The benefit of this approach is to allow standard processes, such as linking, to work seamlessly with a variety of different notations.

A missing class of the use of groves

While the behaviours above (Linking and transformation) are general mechanisms specific to no particular notation it has till now been the case that the grove paradigm has only been applied to data structure notations, e.g. SGML, CGM, Microsoft Word documents and Microsoft Excel documents.
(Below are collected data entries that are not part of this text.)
// SPDX-License-Identifier: BUSL-1.1
// Copyright (c) 2026 Alfred Jean LLC

//! Process-wide request counters.
//!
//! Counters are plain atomics so the dispatch hot path never takes a
//! lock. Rates are derived on read against the window start.

use serde::{Deserialize, Serialize};
use std::sync::atomic::{AtomicU64, Ordering};

/// Atomic request counters, window-scoped.
#[derive(Debug)]
pub struct RequestMetrics {
    total: AtomicU64,
    succeeded: AtomicU64,
    failed: AtomicU64,
    latency_ms_sum: AtomicU64,
    window_start_ms: u64,
}

impl RequestMetrics {
    pub fn new(window_start_ms: u64) -> Self {
        Self {
            total: AtomicU64::new(0),
            succeeded: AtomicU64::new(0),
            failed: AtomicU64::new(0),
            latency_ms_sum: AtomicU64::new(0),
            window_start_ms,
        }
    }

    pub fn record(&self, success: bool, latency_ms: u64) {
        self.total.fetch_add(1, Ordering::Relaxed);
        if success {
            self.succeeded.fetch_add(1, Ordering::Relaxed);
        } else {
            self.failed.fetch_add(1, Ordering::Relaxed);
        }
        self.latency_ms_sum.fetch_add(latency_ms, Ordering::Relaxed);
    }

    /// Snapshot the counters and derive rates as of `now_ms`.
    pub fn snapshot(&self, now_ms: u64) -> MetricsSnapshot {
        let total = self.total.load(Ordering::Relaxed);
        let succeeded = self.succeeded.load(Ordering::Relaxed);
        let failed = self.failed.load(Ordering::Relaxed);
        let latency_ms_sum = self.latency_ms_sum.load(Ordering::Relaxed);

        let elapsed_ms = now_ms.saturating_sub(self.window_start_ms);
        let requests_per_second = if elapsed_ms == 0 {
            0.0
        } else {
            total as f64 * 1000.0 / elapsed_ms as f64
        };
        let avg_latency_ms = if total == 0 {
            0.0
        } else {
            latency_ms_sum as f64 / total as f64
        };

        MetricsSnapshot {
            total,
            succeeded,
            failed,
            avg_latency_ms,
            requests_per_second,
            window_start_ms: self.window_start_ms,
        }
    }
}

/// Point-in-time view of [`RequestMetrics`].
#[derive(Debug, Clone, PartialEq, Serialize, Deserialize, Default)]
pub struct MetricsSnapshot {
    pub total: u64,
    pub succeeded: u64,
    pub failed: u64,
    pub avg_latency_ms: f64,
    pub requests_per_second: f64,
    pub window_start_ms: u64,
}

#[cfg(test)]
#[path = "metrics_tests.rs"]
mod tests;
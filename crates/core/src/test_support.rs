// SPDX-License-Identifier: BUSL-1.1
// Copyright (c) 2026 Alfred Jean LLC

//! Test builders shared by other crates' tests (feature `test-support`).

use crate::entry::{InstanceStatus, ServiceEntry};
use crate::pipeline::{Pipeline, PipelineStep};

/// A healthy localhost registry entry.
pub fn healthy_entry(name: &str, port: u16) -> ServiceEntry {
    ServiceEntry::new(name, "127.0.0.1", port)
}

/// An entry registered with an explicit status.
pub fn entry_with_status(name: &str, port: u16, status: InstanceStatus) -> ServiceEntry {
    let mut entry = healthy_entry(name, port);
    entry.status = status;
    entry
}

/// A pipeline step with no parameters.
pub fn step(id: &str, service_type: &str, operation: &str, depends_on: &[&str]) -> PipelineStep {
    PipelineStep {
        id: id.to_string(),
        service_type: service_type.to_string(),
        operation: operation.to_string(),
        parameters: Default::default(),
        depends_on: depends_on.iter().map(|s| s.to_string()).collect(),
    }
}

/// A pipeline from pre-built steps; created_at is stamped by the engine.
pub fn pipeline(id: &str, steps: Vec<PipelineStep>) -> Pipeline {
    Pipeline {
        id: id.to_string(),
        name: id.to_string(),
        description: String::new(),
        steps,
        created_at_ms: 0,
    }
}
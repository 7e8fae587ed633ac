// SPDX-License-Identifier: BUSL-1.1
// Copyright (c) 2026 Alfred Jean LLC

use super::*;

#[test]
fn serializes_with_wire_status_discriminants() {
    let event = ServiceEvent::new(
        "llm",
        ServiceStatus::Starting,
        ServiceStatus::Healthy,
        "health probe passed",
        42,
    );
    let json = serde_json::to_value(&event).unwrap();
    assert_eq!(json["service"], "llm");
    assert_eq!(json["previous"], "STARTING");
    assert_eq!(json["current"], "HEALTHY");
    assert_eq!(json["timestamp_ms"], 42);
}

#[test]
fn display_includes_transition_and_message() {
    let event = ServiceEvent::new(
        "rag",
        ServiceStatus::Healthy,
        ServiceStatus::Stopping,
        "restarting: health check failures exceeded",
        0,
    );
    let s = event.to_string();
    assert!(s.contains("rag"));
    assert!(s.contains("HEALTHY -> STOPPING"));
    assert!(s.contains("restarting"));
}
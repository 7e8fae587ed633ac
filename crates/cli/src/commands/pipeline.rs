// SPDX-License-Identifier: BUSL-1.1
// Copyright (c) 2026 Alfred Jean LLC

//! Pipeline commands. Definitions are supplied as JSON files (or `-`
//! for stdin) matching the wire `Pipeline` shape.

use crate::client::DaemonClient;
use crate::output::{print_json, OutputFormat};
use anyhow::{bail, Context, Result};
use clap::Subcommand;
use flo_core::Pipeline;
use flo_wire::{Request, Response};
use std::io::Read;
use std::path::PathBuf;

#[derive(Subcommand)]
pub enum PipelineCommand {
    /// Create (or replace) a pipeline from a JSON definition
    Create {
        /// Path to the definition, `-` for stdin
        file: PathBuf,
    },

    /// One pipeline by id
    Get { id: String },

    /// Every registered pipeline
    List,

    /// Delete a pipeline by id
    Delete { id: String },

    /// Run a pipeline with the given input
    Execute {
        id: String,
        /// JSON input (defaults to null)
        #[arg(long)]
        input: Option<String>,
    },

    /// One execution record by id
    Execution { id: String },

    /// Every retained execution record
    Executions,
}

fn load_pipeline(path: &PathBuf) -> Result<Pipeline> {
    let content = if path.as_os_str() == "-" {
        let mut buffer = String::new();
        std::io::stdin()
            .read_to_string(&mut buffer)
            .context("read pipeline from stdin")?;
        buffer
    } else {
        std::fs::read_to_string(path)
            .with_context(|| format!("read pipeline from {}", path.display()))?
    };
    serde_json::from_str(&content).context("parse pipeline definition")
}

pub async fn run(
    client: &DaemonClient,
    command: PipelineCommand,
    output: OutputFormat,
) -> Result<()> {
    match command {
        PipelineCommand::Create { file } => {
            let pipeline = load_pipeline(&file)?;
            let response = client.request(Request::CreatePipeline { pipeline }).await?;
            let Response::Pipeline { pipeline } = response else {
                bail!("unexpected response: {response:?}");
            };
            match output {
                OutputFormat::Json => print_json(&pipeline),
                OutputFormat::Text => {
                    println!("{} ({} steps)", pipeline.id, pipeline.steps.len());
                    Ok(())
                }
            }
        }

        PipelineCommand::Get { id } => {
            let response = client.request(Request::GetPipeline { id }).await?;
            let Response::Pipeline { pipeline } = response else {
                bail!("unexpected response: {response:?}");
            };
            print_json(&pipeline)
        }

        PipelineCommand::List => {
            let response = client.request(Request::ListPipelines).await?;
            let Response::Pipelines { pipelines } = response else {
                bail!("unexpected response: {response:?}");
            };
            match output {
                OutputFormat::Json => print_json(&pipelines),
                OutputFormat::Text => {
                    for pipeline in &pipelines {
                        println!("{:<20} {:<3} steps  {}", pipeline.id, pipeline.steps.len(), pipeline.description);
                    }
                    Ok(())
                }
            }
        }

        PipelineCommand::Delete { id } => {
            client.request(Request::DeletePipeline { id }).await?;
            println!("ok");
            Ok(())
        }

        PipelineCommand::Execute { id, input } => {
            let input = match input {
                Some(raw) => serde_json::from_str(&raw).context("parse --input as JSON")?,
                None => serde_json::Value::Null,
            };
            let response = client.request(Request::ExecutePipeline { id, input }).await?;
            let Response::Execution { execution } = response else {
                bail!("unexpected response: {response:?}");
            };
            match output {
                OutputFormat::Json => print_json(&execution),
                OutputFormat::Text => {
                    println!("{}: {:?}", execution.id, execution.status);
                    for step in &execution.steps {
                        match &step.error {
                            Some(error) => println!("  {:<16} {:?} {error}", step.step_id, step.status),
                            None => println!("  {:<16} {:?}", step.step_id, step.status),
                        }
                    }
                    if let Some(error) = &execution.error {
                        bail!("{error}");
                    }
                    println!("{}", serde_json::to_string_pretty(&execution.output)?);
                    Ok(())
                }
            }
        }

        PipelineCommand::Execution { id } => {
            let response = client.request(Request::GetExecution { id }).await?;
            let Response::Execution { execution } = response else {
                bail!("unexpected response: {response:?}");
            };
            print_json(&execution)
        }

        PipelineCommand::Executions => {
            let response = client.request(Request::ListExecutions).await?;
            let Response::Executions { executions } = response else {
                bail!("unexpected response: {response:?}");
            };
            match output {
                OutputFormat::Json => print_json(&executions),
                OutputFormat::Text => {
                    for execution in &executions {
                        println!(
                            "{:<12} {:<20} {:?}",
                            execution.id, execution.pipeline_id, execution.status
                        );
                    }
                    Ok(())
                }
            }
        }
    }
}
However, it is the position of this paper that a missing use of groves is the representation of identifiable states within a computer program.
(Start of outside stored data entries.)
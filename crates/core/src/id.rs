// SPDX-License-Identifier: BUSL-1.1
// Copyright (c) 2026 Alfred Jean LLC

//! Identifier generation helpers.
//!
//! Generated IDs are `{prefix}{nanoid}` with a 4-character type prefix
//! ("svc-", "req-") and a 19-character random suffix. Registry entry
//! identifiers supplied by clients are accepted as-is; generation only
//! happens when a client registers without one.

/// Length of the random suffix in generated IDs.
pub const ID_SUFFIX_LEN: usize = 19;

/// Instance id prefix used by the registry when a client registers
/// without an identifier.
pub const INSTANCE_PREFIX: &str = "svc-";

/// Request id prefix used by dispatch when a client omits one.
pub const REQUEST_PREFIX: &str = "req-";

/// Generate a random ID with the given type prefix.
pub fn generate(prefix: &str) -> String {
    format!("{}{}", prefix, nanoid::nanoid!(ID_SUFFIX_LEN))
}

/// Returns a string slice truncated to at most `n` characters.
pub fn short(s: &str, n: usize) -> &str {
    if s.len() <= n {
        s
    } else {
        &s[..n]
    }
}

#[cfg(test)]
#[path = "id_tests.rs"]
mod tests;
Investigation into representing applications using the grove abstraction and the ability to link to application nodes has yielded several significant results:

  1. States within applications can be represented using the grove paradigm.

  2. There is a method for the construction of groves for notations that do not have an automated notation processor

  3. There exists an answer to the question 'What does it mean to traverse to a node'.
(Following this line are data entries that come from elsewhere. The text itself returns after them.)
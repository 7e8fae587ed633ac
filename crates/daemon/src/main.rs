// SPDX-License-Identifier: BUSL-1.1
// Copyright (c) 2026 Alfred Jean LLC

//! Flotilla Daemon (flod)
//!
//! Background process that owns the fleet: supervises the managed
//! services, serves discovery and dispatch, executes pipelines.
//!
//! Architecture:
//! - Listener task: spawned task handling socket I/O
//! - Orchestrator: owns the managed-service map and the event bus
//! - Main task: waits for shutdown (signal or request) and tears down

// Allow panic!/unwrap/expect in test code
#![cfg_attr(test, allow(clippy::panic))]
#![cfg_attr(test, allow(clippy::unwrap_used))]
#![cfg_attr(test, allow(clippy::expect_used))]

use std::path::PathBuf;
use std::sync::Arc;

use flo_config::FleetConfig;
use flo_daemon::{env, lifecycle, listener};
use tokio::signal::unix::{signal, SignalKind};
use tokio::sync::Notify;
use tracing::{error, info};

use lifecycle::{Config, LifecycleError, StartupResult};
use listener::{ListenCtx, Listener};

#[tokio::main]
async fn main() -> Result<(), Box<dyn std::error::Error>> {
    // Handle info flags before any config/lock acquisition
    let mut config_arg: Option<PathBuf> = None;
    if let Some(arg) = std::env::args().nth(1) {
        match arg.as_str() {
            "--version" | "-V" | "-v" => {
                println!("flod {}", env::PROTOCOL_VERSION);
                return Ok(());
            }
            "--help" | "-h" | "help" => {
                println!("flod {}", env::PROTOCOL_VERSION);
                println!("Flotilla Daemon - supervises the local AI service fleet");
                println!();
                println!("USAGE:");
                println!("    flod [CONFIG]");
                println!();
                println!("The daemon is typically started by the `flo` CLI and should not");
                println!("be invoked directly. It listens on a Unix socket for commands");
                println!("from `flo`. CONFIG defaults to $FLO_CONFIG, then ./flotilla.toml.");
                println!();
                println!("OPTIONS:");
                println!("    -h, --help       Print help information");
                println!("    -v, --version    Print version information");
                return Ok(());
            }
            other if other.starts_with('-') => {
                eprintln!("error: unexpected argument '{other}'");
                eprintln!("Usage: flod [CONFIG]");
                std::process::exit(1);
            }
            path => config_arg = Some(PathBuf::from(path)),
        }
    }

    let config = Config::load()?;

    // Fleet configuration: an explicitly named file must load; the
    // default path is allowed to be absent (empty fleet; registry and
    // pipelines still serve).
    let explicit = config_arg.is_some() || env::config_is_explicit();
    let fleet_path = config_arg.unwrap_or_else(env::config_path);
    let fleet = match FleetConfig::load(&fleet_path) {
        Ok(fleet) => fleet,
        Err(e) if !explicit && !fleet_path.exists() => {
            eprintln!("note: no fleet configuration at {}, starting empty ({e})", fleet_path.display());
            FleetConfig::default()
        }
        Err(e) => {
            eprintln!("error: {e}");
            std::process::exit(1);
        }
    };

    rotate_log_if_needed(&config.log_path);
    write_startup_marker(&config)?;
    let log_guard = setup_logging(&config)?;

    info!(fleet = %fleet_path.display(), services = fleet.services.len(), "starting daemon");

    let StartupResult { daemon, listener } = match lifecycle::startup(&config, fleet) {
        Ok(r) => r,
        Err(LifecycleError::LockFailed(_)) => {
            let pid = std::fs::read_to_string(&config.lock_path)
                .unwrap_or_default()
                .trim()
                .to_string();
            eprintln!("flod is already running");
            if !pid.is_empty() {
                eprintln!("  pid: {pid}");
            }
            std::process::exit(1);
        }
        Err(e) => {
            // Write error synchronously (tracing is non-blocking and
            // may not flush in time).
            write_startup_error(&config, &e);
            error!("Failed to start daemon: {}", e);
            drop(log_guard);
            return Err(e.into());
        }
    };

    let shutdown_notify = Arc::new(Notify::new());
    let ctx = Arc::new(ListenCtx::from_daemon(&daemon, Arc::clone(&shutdown_notify)));
    tokio::spawn(Listener::new(listener, ctx).run());

    let mut sigterm = signal(SignalKind::terminate())?;
    let mut sigint = signal(SignalKind::interrupt())?;

    info!("Daemon ready, listening on {}", config.socket_path.display());

    // Signal ready for the parent process (CLI waiting for startup)
    println!("READY");

    tokio::select! {
        _ = shutdown_notify.notified() => info!("Shutdown requested via command"),
        _ = sigterm.recv() => info!("Received SIGTERM, shutting down..."),
        _ = sigint.recv() => info!("Received SIGINT, shutting down..."),
    }

    daemon.shutdown().await?;
    info!("Daemon stopped");
    Ok(())
}

/// Maximum log file size before rotation (10 MB).
const MAX_LOG_SIZE: u64 = 10 * 1024 * 1024;

/// Number of rotated log files kept around (flod.log.1 .. .3).
const MAX_ROTATED_LOGS: u32 = 3;

/// Size-based rotation, done once at startup rather than on a timer.
/// Best-effort: a failed rename must not prevent the daemon from
/// starting, so errors are dropped.
fn rotate_log_if_needed(log_path: &std::path::Path) {
    let oversized = std::fs::metadata(log_path).map(|m| m.len() >= MAX_LOG_SIZE);
    if !matches!(oversized, Ok(true)) {
        return;
    }

    let numbered =
        |n: u32| -> std::path::PathBuf { log_path.with_extension(format!("log.{n}")) };
    // Shift the chain from the oldest end: .2 -> .3, .1 -> .2, live -> .1.
    for n in (1..MAX_ROTATED_LOGS).rev() {
        let _ = std::fs::rename(numbered(n), numbered(n + 1));
    }
    let _ = std::fs::rename(log_path, numbered(1));
}

/// Append a line to the daemon log with plain blocking IO. Used before
/// tracing is installed (the startup marker) and for errors that must
/// hit the disk before the process exits (tracing's appender is
/// non-blocking and may not flush in time).
fn append_log_line(config: &Config, line: &str) -> std::io::Result<()> {
    use std::io::Write;

    if let Some(parent) = config.log_path.parent() {
        std::fs::create_dir_all(parent)?;
    }
    std::fs::OpenOptions::new()
        .create(true)
        .append(true)
        .open(&config.log_path)?
        .write_all(format!("{line}\n").as_bytes())
}

/// Marker line the CLI greps for to find where the current startup
/// attempt begins: "--- flod: starting (pid: 12345) ---".
fn write_startup_marker(config: &Config) -> Result<(), LifecycleError> {
    let pid = std::process::id();
    append_log_line(config, &format!("--- flod: starting (pid: {pid}) ---\n"))?;
    Ok(())
}

fn write_startup_error(config: &Config, error: &LifecycleError) {
    let _ = append_log_line(config, &format!("ERROR Failed to start daemon: {error}"));
}

fn setup_logging(
    config: &Config,
) -> Result<tracing_appender::non_blocking::WorkerGuard, LifecycleError> {
    use tracing_subscriber::{fmt, prelude::*, EnvFilter};

    let directory = config.log_path.parent().ok_or(LifecycleError::NoStateDir)?;
    let file_name = config
        .log_path
        .file_name()
        .ok_or(LifecycleError::NoStateDir)?;
    std::fs::create_dir_all(directory)?;

    // Rotation is handled at startup; the appender writes one file.
    let appender = tracing_appender::rolling::never(directory, file_name);
    let (writer, guard) = tracing_appender::non_blocking(appender);

    let filter = EnvFilter::try_from_default_env().unwrap_or_else(|_| EnvFilter::new("info"));
    tracing_subscriber::registry()
        .with(filter)
        .with(fmt::layer().with_writer(writer))
        .init();

    Ok(guard)
}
  4. Using extended linking mechanisms it is possible to traverse to a given application state.

  5. Using the grove paradigm the above is applicable in a distributed environment given that a canonical representation of a grove is available.

Paper Outline

The following sections detail the aims and objectives behind building groves for applications in a distributed environment, how it is possible to do such a thing and what benefits can come out of it.

Aims and Objectives


This section details the motivation and objectives that led to the development of Groves for Applications (GFA).

Application Integration and Communication

The driving issue behind the development of GFA is the desire to effortlessly integrate applications in such a way that from a given application it is a trivial task to 'link to' or 'invoke' a known state within another application.

An extension to the above aim is that applications should be addressable in a distributed environment, and not constrained to only working on a single machine.

A refinement to the first aim is that the 'trivial' task of 'invoking' an application state should be realised by utilising existing linking mechanisms, such as XLink.

Groves For Applications

Solution Overview

This section is concerned with the approach taken in providing an implementation of groves for applications. The solution is comprised of five key aspects.

  1. The definition of the property set for applications.

  2. The process for constructing the grove.

  3. The extension of a standard link engine, which rather than returning a target node invokes a method from a generic link interface.

  4. The functional binding of application specific logic with grove nodes to handle linking messages.

  5. The use of a standard link syntax for navigating to a node.

Property Sets for Applications

The role of the property set is to define which aspects of a thing are 'first class'. In the case of SGML the property set defines elements and attributes as being some of the first class objects in an SGML grove. The problem at hand requires that a property set for applications be defined. It can be seen that the property set for SGML is large and exhaustive. To define an exhaustive property set for applications is beyond the scope of this paper. This paper sets out to define a property set that makes the states of an application first class objects within the system. It is considered, at this stage, that the act of making the states and the application first class is more powerful and useful than attempting to create an exhaustive property set.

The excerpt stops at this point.